No Brasil esse fenômeno de emigração também se manifestou. É tão significativa a população de brasileiros vivendo hoje no exterior — a maior parte deles em total clandestinidade —, que uma das únicas mudanças na constituição promulgadas durante o processo revisional foi a que admitiu a dupla nacionalidade aos brasileiros… disposição típica do direito nos países que sofreram grandes processos de emigração, e que rompeu com um conceito xenófobo tradicional em nossa legislação.

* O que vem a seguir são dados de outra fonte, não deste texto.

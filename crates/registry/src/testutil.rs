//! Shared test utilities for registry testing.
//!
//! Record builders and instrumented [`RecordStore`] wrappers used across
//! unit and integration tests. Feature-gated behind `testutil` to prevent
//! leaking into production builds.
//!
//! # Usage
//!
//! In integration tests, enable the feature in `Cargo.toml`:
//!
//! ```toml
//! [dev-dependencies]
//! servicekit-registry = { path = "../registry", features = ["testutil"] }
//! ```

use std::sync::{
    Arc,
    atomic::{AtomicU64, Ordering},
};

use async_trait::async_trait;
use chrono::{DateTime, Utc};
use parking_lot::Mutex;

use crate::{
    error::{RegistryError, RegistryResult},
    memory::MemoryRecordStore,
    store::RecordStore,
    types::{ConfigRecord, LeaseClaim, RecordMeta, RefreshLease, ServiceConfig},
};

/// Builds a minimal valid configuration with the given id.
///
/// Controller and meter id are fixed test values; sequence is 0.
#[must_use]
pub fn sample_config(id: &str) -> ServiceConfig {
    ServiceConfig::builder()
        .id(id)
        .controller("did:example:alice")
        .sequence(0)
        .meter_id("https://meters.example.com/m1")
        .build()
}

/// Builds a record around [`sample_config`] with freshly stamped metadata.
#[must_use]
pub fn sample_record(id: &str) -> ConfigRecord {
    ConfigRecord { config: sample_config(id), meta: RecordMeta::new(Utc::now()) }
}

/// [`RecordStore`] wrapper that counts backing reads.
///
/// Used to assert the single-flight property: N coalesced `get` calls must
/// produce exactly one backing read.
pub struct CountingRecordStore {
    inner: MemoryRecordStore,
    gets: AtomicU64,
}

impl CountingRecordStore {
    /// Wraps a fresh in-memory store.
    #[must_use]
    pub fn new() -> Self {
        Self { inner: MemoryRecordStore::new(), gets: AtomicU64::new(0) }
    }

    /// Number of `get` calls that reached the backing store.
    #[must_use]
    pub fn get_count(&self) -> u64 {
        self.gets.load(Ordering::SeqCst)
    }

    /// The wrapped in-memory store, for direct seeding and out-of-band
    /// writes.
    #[must_use]
    pub fn inner(&self) -> &MemoryRecordStore {
        &self.inner
    }
}

impl Default for CountingRecordStore {
    fn default() -> Self {
        Self::new()
    }
}

#[async_trait]
impl RecordStore for CountingRecordStore {
    async fn insert(&self, record: &ConfigRecord) -> RegistryResult<()> {
        self.inner.insert(record).await
    }

    async fn get(&self, id: &str) -> RegistryResult<Option<ConfigRecord>> {
        self.gets.fetch_add(1, Ordering::SeqCst);
        self.inner.get(id).await
    }

    async fn find_by_controller(&self, controller: &str) -> RegistryResult<Vec<ConfigRecord>> {
        self.inner.find_by_controller(controller).await
    }

    async fn find_by_meter(&self, meter_id: &str) -> RegistryResult<Vec<ConfigRecord>> {
        self.inner.find_by_meter(meter_id).await
    }

    async fn update(
        &self,
        config: &ServiceConfig,
        refresh: RefreshLease,
        updated: DateTime<Utc>,
    ) -> RegistryResult<ConfigRecord> {
        self.inner.update(config, refresh, updated).await
    }

    async fn find_refreshable(&self, now: DateTime<Utc>) -> RegistryResult<Option<ConfigRecord>> {
        self.inner.find_refreshable(now).await
    }

    async fn claim_refresh(&self, claim: &LeaseClaim, now: DateTime<Utc>) -> RegistryResult<bool> {
        self.inner.claim_refresh(claim, now).await
    }
}

/// [`RecordStore`] wrapper with switchable error injection.
///
/// While a failure is armed, every operation returns a clone of it; the
/// wrapped store is untouched. Used to exercise the "store errors are
/// benign no-ops" paths in the refresher and usage aggregation.
pub struct FlakyRecordStore {
    inner: Arc<MemoryRecordStore>,
    fail_with: Mutex<Option<RegistryError>>,
}

impl FlakyRecordStore {
    /// Wraps a fresh in-memory store with no failure armed.
    #[must_use]
    pub fn new() -> Self {
        Self { inner: Arc::new(MemoryRecordStore::new()), fail_with: Mutex::new(None) }
    }

    /// Arms (`Some`) or disarms (`None`) the injected failure.
    pub fn set_failure(&self, error: Option<RegistryError>) {
        *self.fail_with.lock() = error;
    }

    /// The wrapped in-memory store, for seeding while a failure is armed.
    #[must_use]
    pub fn inner(&self) -> &Arc<MemoryRecordStore> {
        &self.inner
    }

    fn check(&self) -> RegistryResult<()> {
        if let Some(error) = self.fail_with.lock().clone() {
            return Err(error);
        }
        Ok(())
    }
}

impl Default for FlakyRecordStore {
    fn default() -> Self {
        Self::new()
    }
}

#[async_trait]
impl RecordStore for FlakyRecordStore {
    async fn insert(&self, record: &ConfigRecord) -> RegistryResult<()> {
        self.check()?;
        self.inner.insert(record).await
    }

    async fn get(&self, id: &str) -> RegistryResult<Option<ConfigRecord>> {
        self.check()?;
        self.inner.get(id).await
    }

    async fn find_by_controller(&self, controller: &str) -> RegistryResult<Vec<ConfigRecord>> {
        self.check()?;
        self.inner.find_by_controller(controller).await
    }

    async fn find_by_meter(&self, meter_id: &str) -> RegistryResult<Vec<ConfigRecord>> {
        self.check()?;
        self.inner.find_by_meter(meter_id).await
    }

    async fn update(
        &self,
        config: &ServiceConfig,
        refresh: RefreshLease,
        updated: DateTime<Utc>,
    ) -> RegistryResult<ConfigRecord> {
        self.check()?;
        self.inner.update(config, refresh, updated).await
    }

    async fn find_refreshable(&self, now: DateTime<Utc>) -> RegistryResult<Option<ConfigRecord>> {
        self.check()?;
        self.inner.find_refreshable(now).await
    }

    async fn claim_refresh(&self, claim: &LeaseClaim, now: DateTime<Utc>) -> RegistryResult<bool> {
        self.check()?;
        self.inner.claim_refresh(claim, now).await
    }
}

/// Asserts that a result is an `Err` matching the given [`RegistryError`]
/// variant.
///
/// # Examples
///
/// ```no_run
/// // Requires the `testutil` feature to be enabled.
/// use servicekit_registry::{RegistryError, assert_registry_error};
///
/// let result: Result<(), RegistryError> = Err(RegistryError::conflict());
/// assert_registry_error!(result, Conflict);
/// ```
#[macro_export]
macro_rules! assert_registry_error {
    ($result:expr, $variant:ident) => {
        assert!(
            matches!(&$result, Err($crate::RegistryError::$variant { .. })),
            "expected RegistryError::{}, got: {:?}",
            stringify!($variant),
            $result,
        );
    };
}

#[cfg(test)]
#[allow(clippy::unwrap_used, clippy::expect_used, clippy::panic)]
mod tests {
    use super::*;

    #[tokio::test]
    async fn counting_store_counts_backing_reads() {
        let store = CountingRecordStore::new();
        store.insert(&sample_record("a")).await.unwrap();

        let _ = store.get("a").await.unwrap();
        let _ = store.get("a").await.unwrap();
        assert_eq!(store.get_count(), 2);
    }

    #[tokio::test]
    async fn flaky_store_injects_and_recovers() {
        let store = FlakyRecordStore::new();
        store.insert(&sample_record("a")).await.unwrap();

        store.set_failure(Some(RegistryError::store("injected")));
        let result = store.get("a").await;
        assert_registry_error!(result, Store);

        store.set_failure(None);
        assert!(store.get("a").await.unwrap().is_some());
    }
}
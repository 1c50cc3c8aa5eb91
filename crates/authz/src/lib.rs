//! # Servicekit Authz
//!
//! Dual-mode request authorization for servicekit services.
//!
//! Inbound requests carry either a delegated-capability invocation or an
//! OAuth2 bearer token (never both). The [`AuthorizationDispatcher`]
//! classifies the credentials and routes to the matching authorizer:
//!
//! - [`CapabilityAuthorizer`] checks the invocation against expected
//!   host/target/action values, resolves the chain's root controller, runs
//!   proof verification behind the [`CapabilityVerifier`] seam, and inspects
//!   the delegation chain for revocations.
//! - [`TokenAuthorizer`] verifies a signed access token against the issuer
//!   discovered for the target object (via [`IssuerDiscoveryCache`]) and
//!   enforces hierarchical `action:path` scope matching.
//!
//! Every policy failure surfaces as the opaque public
//! [`AuthzError::NotAllowed`]; the [`Denial`] inside carries the
//! machine-readable reason for diagnostics.

#![deny(unsafe_code)]
#![warn(missing_docs)]

/// Capability invocation authorization.
pub mod capability;
/// Credential dispatch.
pub mod dispatcher;
/// Issuer metadata and key discovery.
pub mod discovery;
/// Authorization error types.
pub mod error;
/// Request attributes and credential classification.
pub mod request;
/// Scope matching.
pub mod scope;
/// Access-token authorization.
pub mod token;

/// Shared test utilities (feature `testutil`).
#[cfg(feature = "testutil")]
pub mod testutil;

// Re-export key types for convenience
pub use capability::{
    CapabilityAuthorizer, CapabilityInvocation, CapabilityVerifier, ChainLink, MAX_CHAIN_LENGTH,
    RootControllerResolver, VerifiedCapability,
};
pub use dispatcher::{Authorization, AuthorizationDispatcher};
pub use discovery::{
    DEFAULT_DISCOVERY_MAX_AGE, DEFAULT_FETCH_TIMEOUT, DEFAULT_MAX_RESPONSE_BYTES,
    DEFAULT_ROTATION_LEAD, DiscoveryConfig, HttpMetadataFetcher, IssuerDiscoveryCache,
    IssuerMetadata, IssuerRecord, MetadataFetcher,
};
pub use error::{AuthzError, AuthzResult, BoxError, Denial, DenialCode};
pub use request::{Action, Credentials, ExpectedValues, RequestContext, target_under_root};
pub use scope::{any_scope_grants, relative_resource_path, scope_grants};
pub use token::{
    ACCESS_TOKEN_TYPE, Audience, DEFAULT_MAX_CLOCK_SKEW, TokenAuthorizer, TokenVerifierConfig,
    VerifiedToken,
};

Como observa Brzezinski (1993), uma das importantes conseqüências da globalização econômica é a menor tolerância que as pessoas manifestam em relação à desigualdade, em nível planetário. Há como que a criação de uma consciência de cidadania que atravessa fronteiras, e que reivindica condições de eqüidade para todos, em Washington, Londres, Paris, Roma, ou na Somália e Ruanda.

No entanto, se esta é uma regra geral, é também verdadeiro que quem mais se impacienta com a desigualdade é aquele que, na partilha do bolo, fica com o menor pedaço.

Este é um fato fundamental para se interpretar o Brasil neste momento: houve toda uma propaganda desenvolvimentista, que começou a tomar maior vulto, logo no pós-guerra, com a campanha do "O petróleo é nosso" do fim da década de 40.

Este discurso tomou forma mais agressiva, e começou de fato a mudar profundamente a sociedade brasileira, durante o governo de Juscelino Kubistchek.

No período autoritário, e no auge do ‘milagre econômico’, transformou-se na proposta de ‘Brasil Potência’ da geopolítica do Grupo da Sorbonne, na forma consagrada por Golbery do Couto e Silva.

E vem sendo repetido sempre, seja por políticos conservadores ou progressistas.

A verdade é que, em decorrência desse discurso, disseminou-se a crença de que o Brasil pertenceria ao primeiro mundo no ano 2.000…

Ora, o ano 2.000 está chegando, e o Brasil permanece longe de pertencer ao primeiro mundo! Há, na sociedade, uma cobrança, e um desejo de ainda se tentar esse salto. E há, também, um ressentimento, que pede a cabeça de culpados.

Em suma, a sociedade brasileira, nestes anos duros desde o final da década de 70 e durante a de 80, acumulou frustrações.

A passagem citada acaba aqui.